──────── DATA SUPPLIED
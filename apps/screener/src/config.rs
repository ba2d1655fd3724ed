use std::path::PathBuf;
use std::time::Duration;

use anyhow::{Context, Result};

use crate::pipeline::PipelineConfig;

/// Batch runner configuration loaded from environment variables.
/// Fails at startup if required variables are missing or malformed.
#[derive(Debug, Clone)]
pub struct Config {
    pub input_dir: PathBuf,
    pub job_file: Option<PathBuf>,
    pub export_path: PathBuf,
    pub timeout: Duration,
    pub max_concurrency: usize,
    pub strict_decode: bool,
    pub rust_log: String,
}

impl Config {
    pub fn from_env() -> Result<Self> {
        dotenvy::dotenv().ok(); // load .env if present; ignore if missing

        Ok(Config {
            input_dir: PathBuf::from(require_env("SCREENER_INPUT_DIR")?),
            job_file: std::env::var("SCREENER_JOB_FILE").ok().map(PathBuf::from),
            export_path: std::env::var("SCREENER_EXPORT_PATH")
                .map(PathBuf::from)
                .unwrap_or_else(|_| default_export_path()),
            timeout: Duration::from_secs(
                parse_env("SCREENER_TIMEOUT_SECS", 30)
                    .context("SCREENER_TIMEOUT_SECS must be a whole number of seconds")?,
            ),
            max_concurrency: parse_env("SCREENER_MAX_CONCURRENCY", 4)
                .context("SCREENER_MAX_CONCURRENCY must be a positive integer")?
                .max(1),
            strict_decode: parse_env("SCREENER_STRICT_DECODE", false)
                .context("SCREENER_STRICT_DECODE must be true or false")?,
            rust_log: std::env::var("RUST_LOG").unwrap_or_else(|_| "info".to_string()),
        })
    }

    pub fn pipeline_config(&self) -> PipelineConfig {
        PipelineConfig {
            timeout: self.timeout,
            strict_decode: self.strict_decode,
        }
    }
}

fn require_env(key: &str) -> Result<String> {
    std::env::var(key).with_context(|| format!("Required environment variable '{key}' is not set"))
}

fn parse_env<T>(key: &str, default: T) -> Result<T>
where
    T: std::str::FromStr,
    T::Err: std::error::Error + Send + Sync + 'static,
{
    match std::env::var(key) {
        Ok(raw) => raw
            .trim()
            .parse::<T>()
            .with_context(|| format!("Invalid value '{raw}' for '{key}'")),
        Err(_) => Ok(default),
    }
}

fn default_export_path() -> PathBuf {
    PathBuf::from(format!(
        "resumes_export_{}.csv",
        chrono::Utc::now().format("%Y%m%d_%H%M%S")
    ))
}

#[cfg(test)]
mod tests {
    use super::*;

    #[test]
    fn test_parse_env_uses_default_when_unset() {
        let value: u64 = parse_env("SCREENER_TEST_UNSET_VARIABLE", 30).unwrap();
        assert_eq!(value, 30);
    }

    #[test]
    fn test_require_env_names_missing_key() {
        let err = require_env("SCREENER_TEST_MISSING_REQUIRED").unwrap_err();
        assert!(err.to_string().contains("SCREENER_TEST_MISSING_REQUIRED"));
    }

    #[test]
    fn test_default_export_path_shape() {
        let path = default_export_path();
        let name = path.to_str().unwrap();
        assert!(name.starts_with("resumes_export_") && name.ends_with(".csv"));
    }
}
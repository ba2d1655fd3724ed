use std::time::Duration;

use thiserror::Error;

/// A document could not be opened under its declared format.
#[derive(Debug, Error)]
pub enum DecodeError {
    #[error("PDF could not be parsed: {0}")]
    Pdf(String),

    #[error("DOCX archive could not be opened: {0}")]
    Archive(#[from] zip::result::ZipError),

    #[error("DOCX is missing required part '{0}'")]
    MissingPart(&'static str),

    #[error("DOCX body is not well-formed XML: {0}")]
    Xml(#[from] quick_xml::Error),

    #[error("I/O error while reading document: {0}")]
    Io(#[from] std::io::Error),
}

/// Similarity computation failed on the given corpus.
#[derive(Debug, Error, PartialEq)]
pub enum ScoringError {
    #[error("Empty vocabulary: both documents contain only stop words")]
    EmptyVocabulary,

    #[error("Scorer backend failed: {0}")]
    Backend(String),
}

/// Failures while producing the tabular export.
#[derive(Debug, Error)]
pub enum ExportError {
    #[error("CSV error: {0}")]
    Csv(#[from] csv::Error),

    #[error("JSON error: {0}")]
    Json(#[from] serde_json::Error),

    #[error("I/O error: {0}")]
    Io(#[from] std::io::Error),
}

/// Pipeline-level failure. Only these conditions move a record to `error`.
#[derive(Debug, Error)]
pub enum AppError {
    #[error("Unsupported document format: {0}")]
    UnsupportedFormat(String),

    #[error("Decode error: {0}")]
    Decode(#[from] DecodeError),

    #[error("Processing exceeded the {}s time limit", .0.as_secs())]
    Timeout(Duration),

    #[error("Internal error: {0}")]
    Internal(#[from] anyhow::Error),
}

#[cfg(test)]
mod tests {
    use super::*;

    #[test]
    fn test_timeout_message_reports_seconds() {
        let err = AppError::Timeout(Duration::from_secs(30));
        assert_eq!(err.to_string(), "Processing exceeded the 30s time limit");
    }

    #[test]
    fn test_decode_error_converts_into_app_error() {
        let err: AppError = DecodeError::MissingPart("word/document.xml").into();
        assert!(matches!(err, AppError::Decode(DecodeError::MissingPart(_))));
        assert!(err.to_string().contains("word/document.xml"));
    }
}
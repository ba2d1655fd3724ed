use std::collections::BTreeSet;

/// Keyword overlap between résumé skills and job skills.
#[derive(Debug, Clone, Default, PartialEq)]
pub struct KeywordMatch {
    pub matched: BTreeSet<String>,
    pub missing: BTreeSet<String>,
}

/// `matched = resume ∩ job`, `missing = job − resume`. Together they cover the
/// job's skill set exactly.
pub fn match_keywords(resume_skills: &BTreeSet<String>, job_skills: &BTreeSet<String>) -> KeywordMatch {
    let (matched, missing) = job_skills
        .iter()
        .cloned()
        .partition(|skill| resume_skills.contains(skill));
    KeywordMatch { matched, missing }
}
────────────────
▸ PROMPT
Copy out each line of the material that holds the word "contains".

▸ RESULT FOR THIS EXERCISE
        assert!(err.to_string().contains("SCREENER_TEST_MISSING_REQUIRED"));
        assert!(err.to_string().contains("word/document.xml"));
        .partition(|skill| resume_skills.contains(skill));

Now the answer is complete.